§ WORK REQUIRED
Repeat only the lines from the one holding "line\na /* block" down to the last line of the listing below, including both of those lines.

◆ ◆ ◆ ◆

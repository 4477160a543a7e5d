//! Lexer for executable bodies

use chumsky::prelude::*;
use std::fmt;

#[derive(Clone, Debug, PartialEq, Eq, Hash)]
pub enum TemplatePart {
    Str(String),
    /// Source text of a `${...}` substitution
    Code(String),
}

#[derive(Clone, Debug, PartialEq, Eq, Hash)]
pub enum Token {
    Ident(String),
    Number(String),
    Str(String),
    Template(Vec<TemplatePart>),
    Punct(&'static str),

    // Keywords
    Let,
    Const,
    Var,
    If,
    Else,
    While,
    Do,
    For,
    In,
    Break,
    Continue,
    Return,
    Function,
    Async,
    Await,
    True,
    False,
    Null,
    Undefined,
    Typeof,
    Try,
    Catch,
    Finally,
    Throw,
    New,
}

impl Token {
    fn keyword(word: &str) -> Option<Self> {
        Some(match word {
            "let" => Self::Let,
            "const" => Self::Const,
            "var" => Self::Var,
            "if" => Self::If,
            "else" => Self::Else,
            "while" => Self::While,
            "do" => Self::Do,
            "for" => Self::For,
            "in" => Self::In,
            "break" => Self::Break,
            "continue" => Self::Continue,
            "return" => Self::Return,
            "function" => Self::Function,
            "async" => Self::Async,
            "await" => Self::Await,
            "true" => Self::True,
            "false" => Self::False,
            "null" => Self::Null,
            "undefined" => Self::Undefined,
            "typeof" => Self::Typeof,
            "try" => Self::Try,
            "catch" => Self::Catch,
            "finally" => Self::Finally,
            "throw" => Self::Throw,
            "new" => Self::New,
            _ => return None,
        })
    }

    /// Source spelling of keyword tokens, so they can be used as property names.
    pub fn keyword_text(&self) -> Option<&'static str> {
        Some(match self {
            Self::Let => "let",
            Self::Const => "const",
            Self::Var => "var",
            Self::If => "if",
            Self::Else => "else",
            Self::While => "while",
            Self::Do => "do",
            Self::For => "for",
            Self::In => "in",
            Self::Break => "break",
            Self::Continue => "continue",
            Self::Return => "return",
            Self::Function => "function",
            Self::Async => "async",
            Self::Await => "await",
            Self::True => "true",
            Self::False => "false",
            Self::Null => "null",
            Self::Undefined => "undefined",
            Self::Typeof => "typeof",
            Self::Try => "try",
            Self::Catch => "catch",
            Self::Finally => "finally",
            Self::Throw => "throw",
            Self::New => "new",
            Self::Ident(_)
            | Self::Number(_)
            | Self::Str(_)
            | Self::Template(_)
            | Self::Punct(_) => return None,
        })
    }
}

impl fmt::Display for Token {
    fn fmt(&self, f: &mut fmt::Formatter<'_>) -> fmt::Result {
        match self {
            Self::Ident(s) | Self::Number(s) => write!(f, "{s}"),
            Self::Str(s) => write!(f, "{s:?}"),
            Self::Template(_) => write!(f, "template string"),
            Self::Punct(p) => write!(f, "{p}"),
            other => write!(f, "{}", other.keyword_text().unwrap_or("?")),
        }
    }
}

/// Longest spellings first so `===` wins over `==` and `=`.
const PUNCTUATION: &[&str] = &[
    "===", "!==", "...", "**", "=>", "==", "!=", "<=", ">=", "&&", "||", "??", "?.", "++", "--",
    "+=", "-=", "*=", "/=", "%=", "+", "-", "*", "/", "%", "<", ">", "=", "!", "?", ":", ".", ",",
    ";", "(", ")", "[", "]", "{", "}",
];

fn punctuation() -> BoxedParser<'static, char, Token, Simple<char>> {
    let mut parser = just(PUNCTUATION[0]).to(Token::Punct(PUNCTUATION[0])).boxed();
    for &p in &PUNCTUATION[1..] {
        parser = parser.or(just(p).to(Token::Punct(p))).boxed();
    }
    parser
}

fn escape() -> impl Parser<char, char, Error = Simple<char>> + Clone {
    let unicode = just('u').ignore_then(
        filter(char::is_ascii_hexdigit)
            .repeated()
            .exactly(4)
            .collect::<String>()
            .try_map(|hex, span| {
                u32::from_str_radix(&hex, 16)
                    .ok()
                    .and_then(char::from_u32)
                    .ok_or_else(|| Simple::custom(span, "invalid unicode escape"))
            }),
    );

    just('\\').ignore_then(choice((
        just('n').to('\n'),
        just('t').to('\t'),
        just('r').to('\r'),
        just('0').to('\0'),
        just('b').to('\u{8}'),
        just('f').to('\u{c}'),
        just('v').to('\u{b}'),
        unicode,
        any(),
    )))
}

pub fn lexer() -> impl Parser<char, Vec<Token>, Error = Simple<char>> {
    let line_comment = just("//").then(none_of("\n").repeated()).ignored();
    let block_comment = just("/*").then(take_until(just("*/"))).ignored();
    let trivia = choice((
        filter(|c: &char| c.is_whitespace()).ignored(),
        line_comment,
        block_comment,
    ))
    .repeated();

    let string = |quote: char| {
        just(quote)
            .ignore_then(
                escape()
                    .or(filter(move |c: &char| *c != quote && *c != '\\' && *c != '\n'))
                    .repeated(),
            )
            .then_ignore(just(quote))
            .collect::<String>()
            .map(Token::Str)
    };

    // Template pieces are single chars or whole `${...}` substitutions; adjacent
    // chars are merged afterwards.
    let template = choice((
        just("${")
            .ignore_then(none_of("}").repeated().collect::<String>())
            .then_ignore(just('}'))
            .map(TemplatePart::Code),
        escape().map(|c| TemplatePart::Str(c.to_string())),
        none_of("`\\").map(|c: char| TemplatePart::Str(c.to_string())),
    ))
    .repeated()
    .delimited_by(just('`'), just('`'))
    .map(|pieces| {
        let mut parts: Vec<TemplatePart> = Vec::new();
        for piece in pieces {
            match (parts.last_mut(), piece) {
                (Some(TemplatePart::Str(acc)), TemplatePart::Str(s)) => acc.push_str(&s),
                (_, piece) => parts.push(piece),
            }
        }
        Token::Template(parts)
    });

    let digits = filter(char::is_ascii_digit).repeated().at_least(1).collect::<String>();
    let hex = just("0x")
        .or(just("0X"))
        .ignore_then(filter(char::is_ascii_hexdigit).repeated().at_least(1).collect::<String>())
        .try_map(|hex, span| {
            i64::from_str_radix(&hex, 16)
                .map(|v| Token::Number(v.to_string()))
                .map_err(|e| Simple::custom(span, e.to_string()))
        });
    let decimal = digits
        .clone()
        .then(just('.').ignore_then(digits.clone()).or_not())
        .then(
            one_of("eE")
                .ignore_then(one_of("+-").or_not())
                .then(digits)
                .or_not(),
        )
        .map(|((int, frac), exp)| {
            let mut number = int;
            if let Some(frac) = frac {
                number.push('.');
                number.push_str(&frac);
            }
            if let Some((sign, exp)) = exp {
                number.push('e');
                if let Some(sign) = sign {
                    number.push(sign);
                }
                number.push_str(&exp);
            }
            Token::Number(number)
        });

    let word = filter(|c: &char| c.is_ascii_alphabetic() || *c == '_' || *c == '$')
        .chain(filter(|c: &char| c.is_ascii_alphanumeric() || *c == '_' || *c == '$').repeated())
        .collect::<String>()
        .map(|word| Token::keyword(&word).unwrap_or(Token::Ident(word)));

    let token = choice((
        hex,
        decimal,
        string('"'),
        string('\''),
        template,
        word,
        punctuation(),
    ));

    trivia
        .clone()
        .ignore_then(token)
        .repeated()
        .then_ignore(trivia)
        .then_ignore(end())
}

#[cfg(test)]
mod tests {
    use super::*;

    fn lex(input: &str) -> Vec<Token> {
        lexer().parse(input).unwrap()
    }

    fn ident(s: &str) -> Token {
        Token::Ident(s.to_string())
    }

    #[test]
    fn test_statement() {
        assert_eq!(
            lex("const x = t.args[0];"),
            vec![
                Token::Const,
                ident("x"),
                Token::Punct("="),
                ident("t"),
                Token::Punct("."),
                ident("args"),
                Token::Punct("["),
                Token::Number("0".to_string()),
                Token::Punct("]"),
                Token::Punct(";"),
            ]
        );
    }

    #[test]
    fn test_longest_operator_wins() {
        assert_eq!(
            lex("a === b !== c => d ?? e"),
            vec![
                ident("a"),
                Token::Punct("==="),
                ident("b"),
                Token::Punct("!=="),
                ident("c"),
                Token::Punct("=>"),
                ident("d"),
                Token::Punct("??"),
                ident("e"),
            ]
        );
    }

    #[test]
    fn test_strings_and_escapes() {
        assert_eq!(lex(r#""a\"b\n""#), vec![Token::Str("a\"b\n".to_string())]);
        assert_eq!(lex(r"'it\'s'"), vec![Token::Str("it's".to_string())]);
        assert_eq!(lex(r#""A""#), vec![Token::Str("A".to_string())]);
    }

    #[test]
    fn test_numbers() {
        assert_eq!(lex("42 3.5 1e3 0xff"), vec![
            Token::Number("42".to_string()),
            Token::Number("3.5".to_string()),
            Token::Number("1e3".to_string()),
            Token::Number("255".to_string()),
        ]);
    }

    #[test]
    fn test_template() {
        assert_eq!(
            lex("`Hello ${name}! $5`"),
            vec![Token::Template(vec![
                TemplatePart::Str("Hello ".to_string()),
                TemplatePart::Code("name".to_string()),
                TemplatePart::Str("! $5".to_string()),
            ])]
        );
    }

    #[test]
    fn test_comments_are_skipped() {
        assert_eq!(
            lex("// line\na /* block */ b // trailing"),
            vec![ident("a"), ident("b")]
        );
    }

    #[test]
    fn test_keywords_and_dollar_idents() {
        assert_eq!(lex("await $el"), vec![Token::Await, ident("$el")]);
        assert_eq!(lex("letter"), vec![ident("letter")]);
    }

    #[test]
    fn test_unterminated_string_fails() {
        assert!(lexer().parse("'open").is_err());
    }
}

◆ ◆ ◆ ◆

§ SOLUTION BELOW
            lex("// line\na /* block */ b // trailing"),
            vec![ident("a"), ident("b")]
        );
    }

    #[test]
    fn test_keywords_and_dollar_idents() {
        assert_eq!(lex("await $el"), vec![Token::Await, ident("$el")]);
        assert_eq!(lex("letter"), vec![ident("letter")]);
    }

    #[test]
    fn test_unterminated_string_fails() {
        assert!(lexer().parse("'open").is_err());
    }
}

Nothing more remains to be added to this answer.